腰痛の症例(高齢者のぎっくり腰の場合)

朱丹渓

これから紹介するのは医案とよばれるものです。医案とはいわゆるカルテのことで、ある程度基礎を学んだ漢方医や鍼灸師達が応用として学ぶ物とされてきました。今でいうところの症例検討に近いかもしれません。要点のみ書かれた医案の文章は非常に簡潔で一見味気ないようなものが多いですが、臨床家らしい視点がおおく詰め込まれているという意味では今を生きる鍼灸師や漢方家にとっても示唆的なものが少なくありません。そういう意味で医案は日本ではあまり知られていませんが、東洋医学の治療方針を学ぶとてもよい教科書です。

目次

朱丹渓の腰痛医案

原文と朱丹渓の紹介

朱丹渓は徐質夫を治した,年は六十余り,馬から墜ちて腰疼になり転側できない。六脈は散大,重取すると弦小にして長,やや堅い。朱は悪血があるけれど,未だ駆逐すべきではない,補が先だ。 蘇木、人参、黄芪、芎、帰、陳皮、甘草を煎服させる。半月の后,散大は漸くおさまり,食もまた進む。遂に熟大黄湯で自然銅等の薬を調下して,一月にして安し。

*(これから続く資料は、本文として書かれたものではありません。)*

//! Column data types and runtime values.

use crate::error::{DbError, DbResult};
use bytes::BytesMut;
use chrono::{NaiveDate, NaiveDateTime, NaiveTime, TimeZone, Utc};
use rust_decimal::Decimal;
use rust_decimal::prelude::{FromPrimitive, ToPrimitive};
use serde::{Deserialize, Serialize};
use std::fmt;
use std::str::FromStr;
use tokio_postgres::types::{IsNull, ToSql, Type, to_sql_checked};
use uuid::Uuid;

/// Logical data type of a column or expression.
#[derive(Debug, Clone, Copy, PartialEq, Eq, Hash, Serialize, Deserialize)]
#[serde(rename_all = "UPPERCASE")]
pub enum DataType {
    Unknown,
    Integer,
    AutoInc,
    Varchar,
    Char,
    Clob,
    Blob,
    Bool,
    Date,
    Time,
    DateTime,
    Timestamp,
    Decimal,
    Float,
    UniqueId,
}

impl DataType {
    /// Upper-case name as used in `{n:TYPE}` template suffixes.
    pub fn name(self) -> &'static str {
        match self {
            Self::Unknown => "UNKNOWN",
            Self::Integer => "INTEGER",
            Self::AutoInc => "AUTOINC",
            Self::Varchar => "VARCHAR",
            Self::Char => "CHAR",
            Self::Clob => "CLOB",
            Self::Blob => "BLOB",
            Self::Bool => "BOOL",
            Self::Date => "DATE",
            Self::Time => "TIME",
            Self::DateTime => "DATETIME",
            Self::Timestamp => "TIMESTAMP",
            Self::Decimal => "DECIMAL",
            Self::Float => "FLOAT",
            Self::UniqueId => "UNIQUEID",
        }
    }

    pub fn is_text(self) -> bool {
        matches!(self, Self::Varchar | Self::Char | Self::Clob)
    }

    pub fn is_numeric(self) -> bool {
        matches!(
            self,
            Self::Integer | Self::AutoInc | Self::Decimal | Self::Float
        )
    }

    pub fn is_date(self) -> bool {
        matches!(
            self,
            Self::Date | Self::Time | Self::DateTime | Self::Timestamp
        )
    }
}

impl fmt::Display for DataType {
    fn fmt(&self, f: &mut fmt::Formatter<'_>) -> fmt::Result {
        f.write_str(self.name())
    }
}

impl FromStr for DataType {
    type Err = DbError;

    fn from_str(s: &str) -> Result<Self, Self::Err> {
        let t = match s.trim().to_ascii_uppercase().as_str() {
            "UNKNOWN" => Self::Unknown,
            "INTEGER" | "INT" | "BIGINT" => Self::Integer,
            "AUTOINC" => Self::AutoInc,
            "VARCHAR" | "TEXT" => Self::Varchar,
            "CHAR" => Self::Char,
            "CLOB" => Self::Clob,
            "BLOB" => Self::Blob,
            "BOOL" | "BOOLEAN" => Self::Bool,
            "DATE" => Self::Date,
            "TIME" => Self::Time,
            "DATETIME" => Self::DateTime,
            "TIMESTAMP" => Self::Timestamp,
            "DECIMAL" | "NUMERIC" => Self::Decimal,
            "FLOAT" | "DOUBLE" => Self::Float,
            "UNIQUEID" | "UUID" => Self::UniqueId,
            other => return Err(DbError::invalid_argument(format!("unknown data type: {other}"))),
        };
        Ok(t)
    }
}

const DATE_FORMAT: &str = "%Y-%m-%d";
const TIME_FORMAT: &str = "%H:%M:%S";
const DATETIME_FORMATS: [&str; 4] = [
    "%Y-%m-%d %H:%M:%S%.f",
    "%Y-%m-%dT%H:%M:%S%.f",
    "%Y-%m-%d %H:%M:%S",
    "%Y-%m-%dT%H:%M:%S",
];

/// A runtime value bound to a column, parameter or literal.
#[derive(Debug, Clone, PartialEq, Default)]
pub enum Value {
    #[default]
    Null,
    Bool(bool),
    Int(i64),
    Float(f64),
    Decimal(Decimal),
    Text(String),
    Date(NaiveDate),
    Time(NaiveTime),
    DateTime(NaiveDateTime),
    Uuid(Uuid),
    Bytes(Vec<u8>),
}

impl Value {
    pub fn is_null(&self) -> bool {
        matches!(self, Self::Null)
    }

    /// The natural data type of this value.
    pub fn data_type(&self) -> DataType {
        match self {
            Self::Null => DataType::Unknown,
            Self::Bool(_) => DataType::Bool,
            Self::Int(_) => DataType::Integer,
            Self::Float(_) => DataType::Float,
            Self::Decimal(_) => DataType::Decimal,
            Self::Text(_) => DataType::Varchar,
            Self::Date(_) => DataType::Date,
            Self::Time(_) => DataType::Time,
            Self::DateTime(_) => DataType::DateTime,
            Self::Uuid(_) => DataType::UniqueId,
            Self::Bytes(_) => DataType::Blob,
        }
    }

    /// Convert this value into the representation required by `data_type`.
    ///
    /// `Null` coerces to every type; `Unknown` leaves the value untouched.
    pub fn coerce(&self, data_type: DataType) -> DbResult<Value> {
        if self.is_null() || data_type == DataType::Unknown {
            return Ok(self.clone());
        }
        let fail = || {
            DbError::invalid_argument(format!("cannot convert {self:?} to {data_type}"))
        };
        let v = match data_type {
            DataType::Unknown => self.clone(),
            DataType::Integer | DataType::AutoInc => match self {
                Self::Int(v) => Self::Int(*v),
                Self::Bool(b) => Self::Int(i64::from(*b)),
                // i64::MAX as f64 rounds up to 2^63, which is out of range
                Self::Float(f) if f.fract() == 0.0 && *f >= i64::MIN as f64 && *f < i64::MAX as f64 => {
                    Self::Int(*f as i64)
                }
                Self::Decimal(d) if d.fract().is_zero() => {
                    Self::Int(d.to_i64().ok_or_else(fail)?)
                }
                Self::Text(s) => Self::Int(s.trim().parse::<i64>().map_err(|_| fail())?),
                _ => return Err(fail()),
            },
            DataType::Varchar | DataType::Char | DataType::Clob => match self {
                Self::Bytes(_) => return Err(fail()),
                Self::Text(s) => Self::Text(s.clone()),
                other => Self::Text(other.to_string()),
            },
            DataType::Bool => match self {
                Self::Bool(b) => Self::Bool(*b),
                Self::Int(0) => Self::Bool(false),
                Self::Int(1) => Self::Bool(true),
                Self::Text(s) => match s.trim().to_ascii_lowercase().as_str() {
                    "true" | "1" | "y" | "yes" => Self::Bool(true),
                    "false" | "0" | "n" | "no" => Self::Bool(false),
                    _ => return Err(fail()),
                },
                _ => return Err(fail()),
            },
            DataType::Date => match self {
                Self::Date(d) => Self::Date(*d),
                Self::DateTime(dt) => Self::Date(dt.date()),
                Self::Text(s) => Self::Date(
                    NaiveDate::parse_from_str(s.trim(), DATE_FORMAT).map_err(|_| fail())?,
                ),
                _ => return Err(fail()),
            },
            DataType::Time => match self {
                Self::Time(t) => Self::Time(*t),
                Self::DateTime(dt) => Self::Time(dt.time()),
                Self::Text(s) => Self::Time(
                    NaiveTime::parse_from_str(s.trim(), TIME_FORMAT).map_err(|_| fail())?,
                ),
                _ => return Err(fail()),
            },
            DataType::DateTime | DataType::Timestamp => match self {
                Self::DateTime(dt) => Self::DateTime(*dt),
                Self::Date(d) => Self::DateTime(d.and_time(NaiveTime::MIN)),
                Self::Text(s) => Self::DateTime(parse_datetime(s.trim()).ok_or_else(fail)?),
                _ => return Err(fail()),
            },
            DataType::Decimal => match self {
                Self::Decimal(d) => Self::Decimal(*d),
                Self::Int(v) => Self::Decimal(Decimal::from(*v)),
                Self::Float(f) => Self::Decimal(Decimal::from_f64(*f).ok_or_else(fail)?),
                Self::Text(s) => Self::Decimal(Decimal::from_str(s.trim()).map_err(|_| fail())?),
                _ => return Err(fail()),
            },
            DataType::Float => match self {
                Self::Float(f) => Self::Float(*f),
                Self::Int(v) => Self::Float(*v as f64),
                Self::Decimal(d) => Self::Float(d.to_f64().ok_or_else(fail)?),
                Self::Text(s) => Self::Float(s.trim().parse::<f64>().map_err(|_| fail())?),
                _ => return Err(fail()),
            },
            DataType::UniqueId => match self {
                Self::Uuid(u) => Self::Uuid(*u),
                Self::Text(s) => Self::Uuid(Uuid::parse_str(s.trim()).map_err(|_| fail())?),
                _ => return Err(fail()),
            },
            DataType::Blob => match self {
                Self::Bytes(b) => Self::Bytes(b.clone()),
                Self::Text(s) => Self::Bytes(s.as_bytes().to_vec()),
                _ => return Err(fail()),
            },
        };
        Ok(v)
    }
}

fn parse_datetime(s: &str) -> Option<NaiveDateTime> {
    DATETIME_FORMATS
        .iter()
        .find_map(|fmt| NaiveDateTime::parse_from_str(s, fmt).ok())
}

impl fmt::Display for Value {
    fn fmt(&self, f: &mut fmt::Formatter<'_>) -> fmt::Result {
        match self {
            Self::Null => f.write_str("null"),
            Self::Bool(b) => write!(f, "{b}"),
            Self::Int(v) => write!(f, "{v}"),
            Self::Float(v) => write!(f, "{v}"),
            Self::Decimal(v) => write!(f, "{v}"),
            Self::Text(s) => f.write_str(s),
            Self::Date(d) => write!(f, "{}", d.format(DATE_FORMAT)),
            Self::Time(t) => write!(f, "{}", t.format(TIME_FORMAT)),
            Self::DateTime(dt) => write!(f, "{}", dt.format("%Y-%m-%d %H:%M:%S%.f")),
            Self::Uuid(u) => write!(f, "{u}"),
            Self::Bytes(b) => write!(f, "<{} bytes>", b.len()),
        }
    }
}

macro_rules! impl_from_value {
    ($($t:ty => $variant:ident),* $(,)?) => {
        $(
            impl From<$t> for Value {
                fn from(v: $t) -> Self {
                    Value::$variant(v.into())
                }
            }
        )*
    };
}

impl_from_value!(
    bool => Bool,
    i16 => Int,
    i32 => Int,
    i64 => Int,
    u32 => Int,
    f32 => Float,
    f64 => Float,
    Decimal => Decimal,
    String => Text,
    NaiveDate => Date,
    NaiveTime => Time,
    NaiveDateTime => DateTime,
    Uuid => Uuid,
    Vec<u8> => Bytes,
);

impl From<&str> for Value {
    fn from(v: &str) -> Self {
        Value::Text(v.to_string())
    }
}

impl<T: Into<Value>> From<Option<T>> for Value {
    fn from(v: Option<T>) -> Self {
        v.map_or(Value::Null, Into::into)
    }
}

type BoxError = Box<dyn std::error::Error + Sync + Send>;

impl ToSql for Value {
    fn to_sql(&self, ty: &Type, out: &mut BytesMut) -> Result<IsNull, BoxError> {
        match self {
            Value::Null => Ok(IsNull::Yes),
            Value::Bool(v) => v.to_sql(ty, out),
            Value::Int(v) => {
                if *ty == Type::INT2 {
                    i16::try_from(*v)?.to_sql(ty, out)
                } else if *ty == Type::INT4 {
                    i32::try_from(*v)?.to_sql(ty, out)
                } else if *ty == Type::FLOAT4 {
                    (*v as f32).to_sql(ty, out)
                } else if *ty == Type::FLOAT8 {
                    (*v as f64).to_sql(ty, out)
                } else if *ty == Type::NUMERIC {
                    Decimal::from(*v).to_sql(ty, out)
                } else if *ty == Type::TEXT || *ty == Type::VARCHAR {
                    v.to_string().to_sql(ty, out)
                } else {
                    v.to_sql(ty, out)
                }
            }
            Value::Float(v) => {
                if *ty == Type::FLOAT4 {
                    (*v as f32).to_sql(ty, out)
                } else if *ty == Type::NUMERIC {
                    Decimal::from_f64(*v)
                        .ok_or("float out of numeric range")?
                        .to_sql(ty, out)
                } else {
                    v.to_sql(ty, out)
                }
            }
            Value::Decimal(v) => {
                if *ty == Type::FLOAT8 {
                    v.to_f64().ok_or("decimal out of float range")?.to_sql(ty, out)
                } else {
                    v.to_sql(ty, out)
                }
            }
            Value::Text(v) => {
                if *ty == Type::UUID {
                    Uuid::parse_str(v)?.to_sql(ty, out)
                } else if *ty == Type::NUMERIC {
                    Decimal::from_str(v)?.to_sql(ty, out)
                } else {
                    v.to_sql(ty, out)
                }
            }
            Value::Date(v) => {
                if *ty == Type::TIMESTAMP {
                    v.and_time(NaiveTime::MIN).to_sql(ty, out)
                } else {
                    v.to_sql(ty, out)
                }
            }
            Value::Time(v) => v.to_sql(ty, out),
            Value::DateTime(v) => {
                if *ty == Type::TIMESTAMPTZ {
                    Utc.from_utc_datetime(v).to_sql(ty, out)
                } else if *ty == Type::DATE {
                    v.date().to_sql(ty, out)
                } else {
                    v.to_sql(ty, out)
                }
            }
            Value::Uuid(v) => v.to_sql(ty, out),
            Value::Bytes(v) => v.to_sql(ty, out),
        }
    }

    fn accepts(_ty: &Type) -> bool {
        true
    }

    to_sql_checked!();
}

この医案は朱丹渓によるものです。朱丹渓は1282年〜1358年まで生きた医家です。金元四大医家のうちの一人と言われており、現在でも使われている滋陰降火湯をつくった人としても知られています。彼はそれまで主流だった清熱という治療法の問題点を指摘し、陰液を補うことで熱証を改善する滋陰降火という治療法を生み出しました。そんな彼のぎっくり腰に対する治療がこの医案に書かれています。

医案解説

医案によると60歳の老人が馬から落ちたものを治療したとあります。馬から落ちる状況というのが時代を感じますね。

さて診察に移りましょう。六脈はおそらく両手の寸関尺のことです。「脈散大」は力のない脈のことをいいます。『脈経』では「散脈は大きくて散り散りになるような脈であり、気が実して血が虚することを表す(散脈、大而散、散者気実血虚)」とあります。また『素問』でも「脈が葉が散るように打つのは、肝木が虚しているからであり、木は葉が落ちると死す」とあり、非常に重篤な場合に見られる脈であることがわかります。また弦脈は、肝気鬱で現れるとされますが、他にも気の推動作用の阻害によって起こります。ここでは重按することで気機の停滞(気滞血瘀)を見ているのでしょう。
一般的に転倒などの挫傷は血瘀として見ることが多いですがこの症例ではそれに反した散脈が主に触れています。そのため「悪血あるけれども、まだ駆逐するべきでない」というわけです。蘇木、人参、黄芪、芎、帰、陳皮、甘草は補法中心の生薬構成です。その後、脈と食欲の回復を確認してから活血薬である熟大黄湯を服用させて治療が完結します。

補気か活血か

さて挫傷という血瘀証の典型的なパターンであっても補法を行ってよいのでしょうか?朱丹渓は、患者が高齢者であること、脈が虚を示していることから活血薬を用いず補法を優先させています。一般的に補薬は邪(今回の例では瘀血)を助長します。しかし虚証がある場合、補薬は元気を補うのみで邪を助長することは少ないです。朱丹渓は単に活血薬を用いるのではなく、患者の体力を勘案して処方を組んでいるのです。

まとめ

今回は朱丹渓の医案から治療法の指針を学びました。人体は単純な虚実になることはなく、つねに虚実夾雑というわれるような複雑な様相を呈することが多いです。臨床家としてはどのあたりから治療するか。どこが実でどこが虚かを詳細に見極められるようになる必要性をかんじる医案でした。